CEOs can accomplish this, Lenga says, by “developing a full understanding of the corporate culture: Meet the store managers, the store employees; become involved. Boards want CEOs who get much more involved.”

Reiter agrees, adding that today’s retail chief executive “has to be able to get everybody on board. He or she needs to be a compelling personality so the employees want to get on board.”

Advice for chief executives is not scarce, and a trio of consultants has written a book on the topic of team building. “You Don’t Have to Do It Alone: How to Involve Others to Get Things Done,” by Richard M. Axelrod, Julie Breeden and Robert W. Jacobs, maintains that the way a team is put together is as important as performing the task it is charged with accomplishing. This means, they say, that team members should be of diverse opinion, have a stake in the outcome and possess the abilities or authority to get things done.

Glued on track

Perhaps one of the best examples of team building throughout an organization is at Trader Joe’s, the eclectic grocery retailer owned by the reclusive Albrecht brothers. Dan Bane, who has been CEO since 2001, says “one vision” has been the glue that holds the team together both at Trader Joe’s headquarters in Monrovia, Calif., and across the 200‑plus stores nationwide.

“We focus on doing better than the day, month and year before,” he says. “Every employee of the company is held to a certain set of values, which they base their decisions upon. It’s about keeping people on track.” Bane visits stores two or three days a week, getting to each location at least four times a year.

In the wake of accounting scandals, the Enron mess, new federal legislation and increased vigilance by the Securities and Exchange Commission, Wall Street‑savvy chief executives are at a premium.

Larry Bossidy, former CEO of Honeywell, published a book this year on the subject of corporate governance. He says one of the major pieces of legislation covering corporate governance, Sarbanes‑Oxley, has placed emphasis on building quality boards of directors. The result, Bossidy says, is that “the attentiveness and involvement of the board is probably better than it was.”

The emphasis on transparency in accounting and corporate governance has probably been the death knell for the era of the chief merchant moving into the CEO’s chair, suggests Reiter, whose firm is currently involved in the search for a new chief executive at Mervyn’s.

“The days of finding a great merchant and hoping he or she can learn the rest of the job are history,” he says. “A merchant CEO will not have the same broad range of familiarity with all aspects of the job that someone with operations experience will.

Talk the talk

The modern CEO, Reiter says, has “to be able to talk to The Street, know the SEC inside and out, Sarbanes‑Oxley. Both sides of the brain – left brain/right brain – have to work equally well at the same high level.”

Lenga concurs. Describing the relationship between a chief executive and the board of directors, she says, “There will be more tension, more pressure. It’s a tough environment. When you’re under that pressure, you’re tempted to take shortcuts. It is so tough, the fiduciary responsibility.
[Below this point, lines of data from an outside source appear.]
//! REST gateway in front of the ledger.
//!
//! Reads are plain JSON GETs; an unknown id (HTTP 404) is a validation
//! error. Writes are signed with the node identity the same way peer
//! requests are. Power change events arrive as a newline-delimited JSON
//! stream.

use async_trait::async_trait;
use fpm_core::{
    unix_now, EventFeed, EventStream, FarmId, Ledger, NodeId, NodeRecord, PowerChangeEvent,
    PowerError, PowerState, Result,
};
use fpm_crypto::{signed, Identity};
use futures::StreamExt;
use serde::{Deserialize, Serialize};
use std::sync::Arc;
use std::time::Duration;
use tokio::sync::mpsc;

/// Buffer between the HTTP stream reader and the event consumer.
pub const EVENT_BUFFER: usize = 64;

/// Longest accepted event line.
pub const MAX_EVENT_LINE: usize = 64 * 1024;

/// Body of `POST {base}/nodes/{id}/uptime`.
#[derive(Debug, Clone, Copy, PartialEq, Eq, Serialize, Deserialize)]
pub struct UptimeReport {
    pub uptime: u64,
}

fn trim_base(base: &str) -> String {
    base.trim_end_matches('/').to_string()
}

pub struct RestLedger {
    base: String,
    identity: Arc<Identity>,
    node: NodeId,
    http: reqwest::Client,
}

impl RestLedger {
    pub fn new(base: &str, identity: Arc<Identity>, node: NodeId, timeout: Duration) -> Result<Self> {
        let http = reqwest::Client::builder()
            .timeout(timeout)
            .build()
            .map_err(|e| PowerError::Fatal(format!("failed to build http client: {}", e)))?;
        Ok(Self {
            base: trim_base(base),
            identity,
            node,
            http,
        })
    }

    async fn get_json<T: serde::de::DeserializeOwned>(&self, path: &str) -> Result<T> {
        let url = format!("{}{}", self.base, path);
        let resp = self
            .http
            .get(&url)
            .send()
            .await
            .map_err(|e| PowerError::Connection(format!("GET {}: {}", url, e)))?;

        if resp.status() == reqwest::StatusCode::NOT_FOUND {
            return Err(PowerError::Validation(format!("GET {}: not found", url)));
        }
        if !resp.status().is_success() {
            return Err(PowerError::Ledger(format!("GET {}: HTTP {}", url, resp.status())));
        }

        resp.json::<T>()
            .await
            .map_err(|e| PowerError::Ledger(format!("GET {}: bad response: {}", url, e)))
    }

    async fn post_signed<T: Serialize>(&self, path: &str, value: &T) -> Result<()> {
        let url = format!("{}{}", self.base, path);
        let parsed = reqwest::Url::parse(&url)
            .map_err(|e| PowerError::Validation(format!("invalid ledger url {}: {}", url, e)))?;
        let body = serde_json::to_vec(value)
            .map_err(|e| PowerError::Validation(format!("failed to encode body: {}", e)))?;

        let headers = signed::sign_request(
            &self.identity,
            self.node.0,
            "POST",
            parsed.path(),
            unix_now(),
            &body,
        );

        let mut request = self
            .http
            .post(parsed)
            .header(reqwest::header::CONTENT_TYPE, "application/json");
        for (name, value) in headers.pairs() {
            request = request.header(name, value);
        }

        let resp = request
            .body(body)
            .send()
            .await
            .map_err(|e| PowerError::Connection(format!("POST {}: {}", url, e)))?;

        if !resp.status().is_success() {
            return Err(PowerError::Ledger(format!("POST {}: HTTP {}", url, resp.status())));
        }
        Ok(())
    }
}

#[async_trait]
impl Ledger for RestLedger {
    async fn get_node(&self, id: NodeId) -> Result<NodeRecord> {
        self.get_json(&format!("/nodes/{}", id)).await
    }

    async fn farm_nodes(&self, farm: FarmId) -> Result<Vec<NodeId>> {
        self.get_json(&format!("/farms/{}/nodes", farm)).await
    }

    async fn set_power_state(&self, node: NodeId, state: PowerState) -> Result<()> {
        self.post_signed(&format!("/nodes/{}/power", node), &state)
            .await
    }

    async fn report_uptime(&self, node: NodeId, uptime_secs: u64) -> Result<()> {
        self.post_signed(
            &format!("/nodes/{}/uptime", node),
            &UptimeReport {
                uptime: uptime_secs,
            },
        )
        .await
    }
}

/// Subscribes to `GET {base}/events/power`.
pub struct RestEventFeed {
    base: String,
    http: reqwest::Client,
}

impl RestEventFeed {
    pub fn new(base: &str, connect_timeout: Duration) -> Result<Self> {
        // no overall timeout: the stream is long lived
        let http = reqwest::Client::builder()
            .connect_timeout(connect_timeout)
            .build()
            .map_err(|e| PowerError::Fatal(format!("failed to build http client: {}", e)))?;
        Ok(Self {
            base: trim_base(base),
            http,
        })
    }
}

#[async_trait]
impl EventFeed for RestEventFeed {
    async fn subscribe(&self) -> Result<EventStream> {
        let url = format!("{}/events/power", self.base);
        let resp = self
            .http
            .get(&url)
            .send()
            .await
            .map_err(|e| PowerError::Connection(format!("GET {}: {}", url, e)))?;

        if !resp.status().is_success() {
            return Err(PowerError::Stream(format!("GET {}: HTTP {}", url, resp.status())));
        }

        let (tx, rx) = mpsc::channel(EVENT_BUFFER);
        tokio::spawn(async move {
            let mut chunks = resp.bytes_stream();
            let mut pending: Vec<u8> = Vec::new();

            loop {
                // the consumer going away ends the reader and its connection
                let chunk = tokio::select! {
                    chunk = chunks.next() => chunk,
                    _ = tx.closed() => return,
                };
                let chunk = match chunk {
                    Some(Ok(c)) => c,
                    Some(Err(e)) => {
                        tracing::warn!(error = %e, "power event stream broken");
                        return;
                    }
                    None => break,
                };
                pending.extend_from_slice(&chunk);

                while let Some(pos) = pending.iter().position(|b| *b == b'\n') {
                    let line: Vec<u8> = pending.drain(..=pos).collect();
                    if let Some(event) = decode_line(&line) {
                        if tx.send(event).await.is_err() {
                            return;
                        }
                    }
                }

                if pending.len() > MAX_EVENT_LINE {
                    tracing::warn!(
                        bytes = pending.len(),
                        "power event line exceeds limit, dropping stream"
                    );
                    return;
                }
            }

            if let Some(event) = decode_line(&pending) {
                let _ = tx.send(event).await;
            }
        });

        Ok(rx)
    }
}

fn decode_line(line: &[u8]) -> Option<PowerChangeEvent> {
    let text = String::from_utf8_lossy(line);
    let text = text.trim();
    if text.is_empty() {
        return None;
    }
    match serde_json::from_str(text) {
        Ok(event) => Some(event),
        Err(e) => {
            tracing::warn!(line = %text, error = %e, "skipping malformed power event");
            None
        }
    }
}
What the boards want is someone who is fully and totally committed and who can still communicate the value of the company.”

Lenga also says the days of companies run by a strong CEO and a weak board of directors are numbered. Newer directors “are very active participants Ñ not that they want to do the CEO’s job on a day‑to‑day basis Ñ who can sit back and ask objective questions. It’s about checks and balances.”

Rather than viewing this as a challenge or a threat, Lenga says a good chief executive “should want a strong board that questions business practices. A CEO who can work with this kind of board provides a much better chance for a win‑win situation. If the CEO controls the board, it’s not a healthy situation.”

Another potential change in the CEO profile is involvement in outside endeavors. “Philanthropic activities are less important than they used to be,” Reiter says. “In addition, today’s CEOs are sitting on fewer outside boards than they used to. CEOs have to devote 110 percent of their time to the job.”